After 10 years with our clinic’s EHR (McKesson HAC) and 9 years with our hospital EHR (Cerner), the most important issues I’ve encountered have been
• The time costs of data acquisition: Remember the graphic on a clipboard at the foot of the bed? It was a concise and convenient source of information that has not been reproduced in our EHR. It is now a laborious process to unearth this same information. I/Os and daily weights have become lost data points.
• The time costs of data input: One night on call I did a time trial on six of my admissions: it took an average of 73 seconds to record the admitting orders on paper vs 17 minutes to enter the same orders electronically. And in the electronic world I find myself at higher risk of forgetting the orders I meant to write, as the rigid sequence mandated by the EHR is not always the logical clinical sequence in my mind, and it requires parking orders in my mind until I finish marching through laborious tick boxes.

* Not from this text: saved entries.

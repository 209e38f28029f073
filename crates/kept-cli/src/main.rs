//! Kept CLI - colorful sticky notes from the terminal
//!
//! Quick capture, listing, trash management and an interactive shell with
//! undo and redo.

mod cli;
mod commands;
mod error;

use std::env;
use std::io::{self, Write};

use clap::{CommandFactory, Parser};
use kept_core::NoteService;
use tracing_subscriber::EnvFilter;

use crate::cli::{Cli, Commands};
use crate::commands::add::{run_add, AddOptions};
use crate::commands::common::{read_piped_stdin, resolve_note_content, resolve_store_config};
use crate::commands::completions::run_completions;
use crate::commands::delete::run_delete;
use crate::commands::edit::run_edit;
use crate::commands::flags::{run_archive, run_color, run_pin};
use crate::commands::list::{run_list, ListScope};
use crate::commands::purge::{run_purge, run_purge_expired};
use crate::commands::restore::run_restore;
use crate::commands::search::run_search;
use crate::commands::shell::run_shell;
use crate::commands::trash::run_trash;
use crate::error::CliError;


#[tokio::main]
async fn main() {
    if let Err(error) = run().await {
        eprintln!("Error: {error}");
        std::process::exit(1);
    }
}

fn init_tracing() -> Result<(), CliError> {
    let directive = |value: &str| {
        value
            .parse()
            .map_err(|error| CliError::Logging(format!("{value}: {error}")))
    };

    tracing_subscriber::fmt()
        .with_env_filter(
            EnvFilter::from_default_env()
                .add_directive(directive("kept=info")?)
                .add_directive(directive("kept_core=warn")?),
        )
        .with_writer(io::stderr)
        .init();
    Ok(())
}

async fn run() -> Result<(), CliError> {
    dotenvy::dotenv().ok();
    init_tracing()?;

    let cli = Cli::parse();
    let stdout = io::stdout();
    let mut out = stdout.lock();

    if let Some(Commands::Completions { shell, output }) = &cli.command {
        return run_completions(*shell, output.as_deref(), &mut out);
    }

    let config = resolve_store_config(|name| env::var(name).ok(), cli.db_path, cli.api_url)?;
    let service = NoteService::open(&config).await?;

    match cli.command {
        Some(Commands::Add {
            title,
            color,
            pin,
            archive,
            content,
        }) => {
            let content = if title.is_some() && content.is_empty() {
                read_piped_stdin()?
            } else {
                resolve_note_content(&content)?
            };
            let options = AddOptions {
                title,
                color,
                pin,
                archive,
            };
            run_add(&service, content, options, &mut out).await?;
        }
        Some(Commands::List {
            archived,
            all,
            json,
        }) => {
            let scope = if archived {
                ListScope::Archived
            } else if all {
                ListScope::All
            } else {
                ListScope::Visible
            };
            run_list(&service, scope, json, &mut out).await?;
        }
        Some(Commands::Search { query, json }) => {
            run_search(&service, &query, json, &mut out).await?;
        }
        Some(Commands::Edit { id, title, content }) => {
            run_edit(&service, &id, title, content, &mut out).await?;
        }
        Some(Commands::Pin { id }) => {
            run_pin(&service, &id, &mut out).await?;
        }
        Some(Commands::Archive { id }) => {
            run_archive(&service, &id, &mut out).await?;
        }
        Some(Commands::Color { id, color }) => {
            run_color(&service, &id, &color, &mut out).await?;
        }
        Some(Commands::Delete { id }) => run_delete(&service, &id, &mut out).await?,
        Some(Commands::Restore { id }) => run_restore(&service, &id, &mut out).await?,
        Some(Commands::Trash { json }) => run_trash(&service, json, &mut out).await?,
        Some(Commands::Purge { id, .. }) => match id {
            Some(id) => run_purge(&service, &id, &mut out).await?,
            None => run_purge_expired(&service, &mut out).await?,
        },
        Some(Commands::Shell) => {
            drop(out);
            run_shell(&service).await?;
        }
        Some(Commands::Completions { .. }) => {}
        None => {
            // Quick capture mode: kept "my note"
            if cli.note.is_empty() {
                Cli::command().print_help()?;
                writeln!(out)?;
            } else {
                let content = resolve_note_content(&cli.note)?;
                run_add(&service, content, AddOptions::default(), &mut out).await?;
            }
        }
    }

    Ok(())
}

• Diminished situational awareness. Nurses, doctors and others have a more myopic view of the patient, as it is harder to see trends and to see the big picture. Nurses may only know the meds and the orders that pertain to their shift for example.
• Barriers to synthesis: I find it harder to synthesize the diverse sources of data for a patient when each data bit is tucked away in hard to reach electronic silos, often down long navigational pathways. Sometimes one has to scroll both vertically and horizontally (without freeze frames, so the column and row headings disappear while you scroll) creating a cognitive nightmare.
EHRs will continue to be an important tool going forward; improved usability and a better alignment with clinical workflows are needed if we are to fully realize their potential.
I thought the bullet list not at all surprising, and added the following comment in reply to amplify an implied but unstated point:
Re: “EHRs will continue to be an important tool going forward; improved usability and a better alignment with clinical workflows are needed if we are to fully realize their potential.”
You just described what could indisputably be called serious impediments to care. 73 seconds to 17 minutes? Loss of easily accessed data on I/O and daily weights? Diminished situational awareness?
Perhaps it’s time clinicians stopped sugar coating their statements with PC [politically correct - ed.] niceties such as "... if we are to fully realize their potential”, and were more forceful with a more apt “improved usability and a better alignment with clinical workflows are needed if we are to avoid patient endangerment.”
Disruptive effects like these, in my view, lend more import towards speaking of the latter than of the former.